* _Task statement_
Give back all of the data exactly.

* _Recorded information_
//! CLI command definitions using Clap.
//!
//! - `layout` - Blueprint inspection and scripted sessions
//! - `types` - Shared argument parsing helpers

use std::io;
use std::path::PathBuf;

use clap::{CommandFactory, Parser, Subcommand};
use clap_complete::{Generator, Shell, generate};

use crate::config::{self, GridtileConfig};
use crate::error::GridtileError;
use crate::schema;

pub mod layout;
pub mod types;

/// Application version from Cargo.toml.
const APP_VERSION: &str = env!("CARGO_PKG_VERSION");

/// Gridtile CLI - grid tile layouts driven by keyboard and gamepad.
#[derive(Parser, Debug)]
#[command(name = "gridtile")]
#[command(author, version = APP_VERSION, about, long_about = None)]
#[command(propagate_version = true)]
pub struct Cli {
    /// Path to a custom configuration file.
    ///
    /// Overrides the default configuration file search paths.
    /// Supports JSONC format (JSON with comments).
    #[arg(long, short, global = true, value_name = "PATH")]
    pub config: Option<PathBuf>,

    #[command(subcommand)]
    command: Commands,
}

/// Available CLI commands.
#[derive(Subcommand, Debug)]
#[command(next_display_order = None)]
pub enum Commands {
    /// List available blueprints.
    ///
    /// Shows the configured blueprints, or the built-in ones when the
    /// configuration defines none.
    Blueprints {
        /// Output in JSON format instead of table format.
        #[arg(long, short = 'j')]
        json: bool,
    },

    /// Show a blueprint's initial layout.
    ///
    /// Prints an occupancy map of the grid followed by a table of tiles.
    /// Frames are drawn as `#`, empty cells as `.`, and tiles by letter.
    #[command(after_long_help = r"Examples:
  gridtile show
  gridtile show --blueprint kanban-3x4
  gridtile show -b wide-2x4 --json")]
    Show {
        /// Blueprint ID (defaults to the first blueprint).
        #[arg(long, short)]
        blueprint: Option<String>,

        /// Output the layout snapshot as JSON.
        #[arg(long, short = 'j')]
        json: bool,
    },

    /// Replay key presses through a layout session.
    ///
    /// Each key token is translated exactly as an interactive key press
    /// would be, and the resulting feedback and final layout are printed.
    ///
    /// Tokens: left, right, up, down (navigate), shift+<arrow> (resize),
    /// alt+<arrow> (move), enter (maximize), [ and ] (switch blueprint),
    /// r (reset), s (save), l (load), a (apply to window).
    #[command(after_long_help = r"Examples:
  gridtile play right down enter
  gridtile play --blueprint wide-2x4 shift+right alt+down
  gridtile play --script moves.txt --json
  gridtile play --ephemeral s r l")]
    Play {
        /// Key tokens to replay, in order.
        #[arg(value_name = "KEY")]
        keys: Vec<String>,

        /// Read additional key tokens from a file (whitespace separated,
        /// `#` starts a comment).
        #[arg(long, short, value_name = "FILE")]
        script: Option<PathBuf>,

        /// Blueprint ID to start with (defaults to the first blueprint).
        #[arg(long, short)]
        blueprint: Option<String>,

        /// Keep saved layouts in memory instead of the layouts file.
        #[arg(long, short)]
        ephemeral: bool,

        /// Output steps and the final snapshot as JSON.
        #[arg(long, short = 'j')]
        json: bool,
    },

    /// Output Gridtile configuration JSON Schema.
    ///
    /// Outputs a JSON Schema to stdout that describes the structure of the
    /// Gridtile configuration file. Can be redirected to a file for use with
    /// editors that support JSON Schema validation.
    Schema,

    /// Generate shell completions.
    ///
    /// Outputs shell completion script to stdout for the specified shell.
    /// Can be used with eval or redirected to a file.
    ///
    /// Usage:
    ///   eval "$(gridtile completions --shell zsh)"
    ///   gridtile completions --shell bash > ~/.local/share/bash-completion/completions/gridtile
    ///   gridtile completions --shell fish > ~/.config/fish/completions/gridtile.fish
    Completions {
        /// The shell to generate completions for.
        #[arg(long, short, value_enum)]
        shell: Shell,
    },
}

impl Cli {
    /// Execute the CLI command.
    ///
    /// # Errors
    ///
    /// Returns an error if the command execution fails.
    pub fn execute(&self) -> Result<(), GridtileError> {
        match &self.command {
            Commands::Blueprints { json } => {
                layout::execute_blueprints(&self.load_config(), *json)?;
            }

            Commands::Show { blueprint, json } => {
                layout::execute_show(&self.load_config(), blueprint.as_deref(), *json)?;
            }

            Commands::Play { keys, script, blueprint, ephemeral, json } => {
                let mut tokens = keys.clone();
                if let Some(path) = script {
                    tokens.extend(types::read_script(path)?);
                }
                let options = layout::PlayOptions {
                    blueprint: blueprint.as_deref(),
                    ephemeral: *ephemeral,
                    json: *json,
                };
                layout::execute_play(&self.load_config(), &tokens, &options)?;
            }

            Commands::Schema => {
                let schema_output = schema::print_schema();
                println!("{schema_output}");
            }

            Commands::Completions { shell } => {
                Self::print_completions(*shell);
            }
        }

        Ok(())
    }

    fn load_config(&self) -> GridtileConfig { config::load_or_default(self.config.as_deref()).0 }

    /// Print shell completions to stdout.
    fn print_completions<G: Generator>(generator: G) {
        let mut cmd = Self::command();
        generate(generator, &mut cmd, "gridtile", &mut io::stdout());
    }
}

#[cfg(test)]
mod tests {
    use super::*;

    #[test]
    fn test_cli_definition_is_valid() { Cli::command().debug_assert(); }

    #[test]
    fn test_parse_play_with_keys() {
        let cli = Cli::try_parse_from(["gridtile", "play", "right", "shift+down", "-b", "wide-2x4"])
            .unwrap();
        match cli.command {
            Commands::Play { keys, blueprint, ephemeral, .. } => {
                assert_eq!(keys, vec!["right", "shift+down"]);
                assert_eq!(blueprint.as_deref(), Some("wide-2x4"));
                assert!(!ephemeral);
            }
            other => panic!("unexpected command {other:?}"),
        }
    }

    #[test]
    fn test_global_config_flag() {
        let cli = Cli::try_parse_from(["gridtile", "blueprints", "--config", "/tmp/g.jsonc"]).unwrap();
        assert_eq!(cli.config, Some(PathBuf::from("/tmp/g.jsonc")));
    }

    #[test]
    fn test_completions_requires_shell() {
        assert!(Cli::try_parse_from(["gridtile", "completions"]).is_err());
        assert!(Cli::try_parse_from(["gridtile", "completions", "--shell", "zsh"]).is_ok());
    }
}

* _Task output_
//! CLI command definitions using Clap.
//!
//! - `layout` - Blueprint inspection and scripted sessions
//! - `types` - Shared argument parsing helpers

use std::io;
use std::path::PathBuf;

use clap::{CommandFactory, Parser, Subcommand};
use clap_complete::{Generator, Shell, generate};

use crate::config::{self, GridtileConfig};
use crate::error::GridtileError;
use crate::schema;

pub mod layout;
pub mod types;

/// Application version from Cargo.toml.
const APP_VERSION: &str = env!("CARGO_PKG_VERSION");

/// Gridtile CLI - grid tile layouts driven by keyboard and gamepad.
#[derive(Parser, Debug)]
#[command(name = "gridtile")]
#[command(author, version = APP_VERSION, about, long_about = None)]
#[command(propagate_version = true)]
pub struct Cli {
    /// Path to a custom configuration file.
    ///
    /// Overrides the default configuration file search paths.
    /// Supports JSONC format (JSON with comments).
    #[arg(long, short, global = true, value_name = "PATH")]
    pub config: Option<PathBuf>,

    #[command(subcommand)]
    command: Commands,
}

/// Available CLI commands.
#[derive(Subcommand, Debug)]
#[command(next_display_order = None)]
pub enum Commands {
    /// List available blueprints.
    ///
    /// Shows the configured blueprints, or the built-in ones when the
    /// configuration defines none.
    Blueprints {
        /// Output in JSON format instead of table format.
        #[arg(long, short = 'j')]
        json: bool,
    },

    /// Show a blueprint's initial layout.
    ///
    /// Prints an occupancy map of the grid followed by a table of tiles.
    /// Frames are drawn as `#`, empty cells as `.`, and tiles by letter.
    #[command(after_long_help = r"Examples:
  gridtile show
  gridtile show --blueprint kanban-3x4
  gridtile show -b wide-2x4 --json")]
    Show {
        /// Blueprint ID (defaults to the first blueprint).
        #[arg(long, short)]
        blueprint: Option<String>,

        /// Output the layout snapshot as JSON.
        #[arg(long, short = 'j')]
        json: bool,
    },

    /// Replay key presses through a layout session.
    ///
    /// Each key token is translated exactly as an interactive key press
    /// would be, and the resulting feedback and final layout are printed.
    ///
    /// Tokens: left, right, up, down (navigate), shift+<arrow> (resize),
    /// alt+<arrow> (move), enter (maximize), [ and ] (switch blueprint),
    /// r (reset), s (save), l (load), a (apply to window).
    #[command(after_long_help = r"Examples:
  gridtile play right down enter
  gridtile play --blueprint wide-2x4 shift+right alt+down
  gridtile play --script moves.txt --json
  gridtile play --ephemeral s r l")]
    Play {
        /// Key tokens to replay, in order.
        #[arg(value_name = "KEY")]
        keys: Vec<String>,

        /// Read additional key tokens from a file (whitespace separated,
        /// `#` starts a comment).
        #[arg(long, short, value_name = "FILE")]
        script: Option<PathBuf>,

        /// Blueprint ID to start with (defaults to the first blueprint).
        #[arg(long, short)]
        blueprint: Option<String>,

        /// Keep saved layouts in memory instead of the layouts file.
        #[arg(long, short)]
        ephemeral: bool,

        /// Output steps and the final snapshot as JSON.
        #[arg(long, short = 'j')]
        json: bool,
    },

    /// Output Gridtile configuration JSON Schema.
    ///
    /// Outputs a JSON Schema to stdout that describes the structure of the
    /// Gridtile configuration file. Can be redirected to a file for use with
    /// editors that support JSON Schema validation.
    Schema,

    /// Generate shell completions.
    ///
    /// Outputs shell completion script to stdout for the specified shell.
    /// Can be used with eval or redirected to a file.
    ///
    /// Usage:
    ///   eval "$(gridtile completions --shell zsh)"
    ///   gridtile completions --shell bash > ~/.local/share/bash-completion/completions/gridtile
    ///   gridtile completions --shell fish > ~/.config/fish/completions/gridtile.fish
    Completions {
        /// The shell to generate completions for.
        #[arg(long, short, value_enum)]
        shell: Shell,
    },
}

impl Cli {
    /// Execute the CLI command.
    ///
    /// # Errors
    ///
    /// Returns an error if the command execution fails.
    pub fn execute(&self) -> Result<(), GridtileError> {
        match &self.command {
            Commands::Blueprints { json } => {
                layout::execute_blueprints(&self.load_config(), *json)?;
            }

            Commands::Show { blueprint, json } => {
                layout::execute_show(&self.load_config(), blueprint.as_deref(), *json)?;
            }

            Commands::Play { keys, script, blueprint, ephemeral, json } => {
                let mut tokens = keys.clone();
                if let Some(path) = script {
                    tokens.extend(types::read_script(path)?);
                }
                let options = layout::PlayOptions {
                    blueprint: blueprint.as_deref(),
                    ephemeral: *ephemeral,
                    json: *json,
                };
                layout::execute_play(&self.load_config(), &tokens, &options)?;
            }

            Commands::Schema => {
                let schema_output = schema::print_schema();
                println!("{schema_output}");
            }

            Commands::Completions { shell } => {
                Self::print_completions(*shell);
            }
        }

        Ok(())
    }

    fn load_config(&self) -> GridtileConfig { config::load_or_default(self.config.as_deref()).0 }

    /// Print shell completions to stdout.
    fn print_completions<G: Generator>(generator: G) {
        let mut cmd = Self::command();
        generate(generator, &mut cmd, "gridtile", &mut io::stdout());
    }
}

#[cfg(test)]
mod tests {
    use super::*;

    #[test]
    fn test_cli_definition_is_valid() { Cli::command().debug_assert(); }

    #[test]
    fn test_parse_play_with_keys() {
        let cli = Cli::try_parse_from(["gridtile", "play", "right", "shift+down", "-b", "wide-2x4"])
            .unwrap();
        match cli.command {
            Commands::Play { keys, blueprint, ephemeral, .. } => {
                assert_eq!(keys, vec!["right", "shift+down"]);
                assert_eq!(blueprint.as_deref(), Some("wide-2x4"));
                assert!(!ephemeral);
            }
            other => panic!("unexpected command {other:?}"),
        }
    }

    #[test]
    fn test_global_config_flag() {
        let cli = Cli::try_parse_from(["gridtile", "blueprints", "--config", "/tmp/g.jsonc"]).unwrap();
        assert_eq!(cli.config, Some(PathBuf::from("/tmp/g.jsonc")));
    }

    #[test]
    fn test_completions_requires_shell() {
        assert!(Cli::try_parse_from(["gridtile", "completions"]).is_err());
        assert!(Cli::try_parse_from(["gridtile", "completions", "--shell", "zsh"]).is_ok());
    }
}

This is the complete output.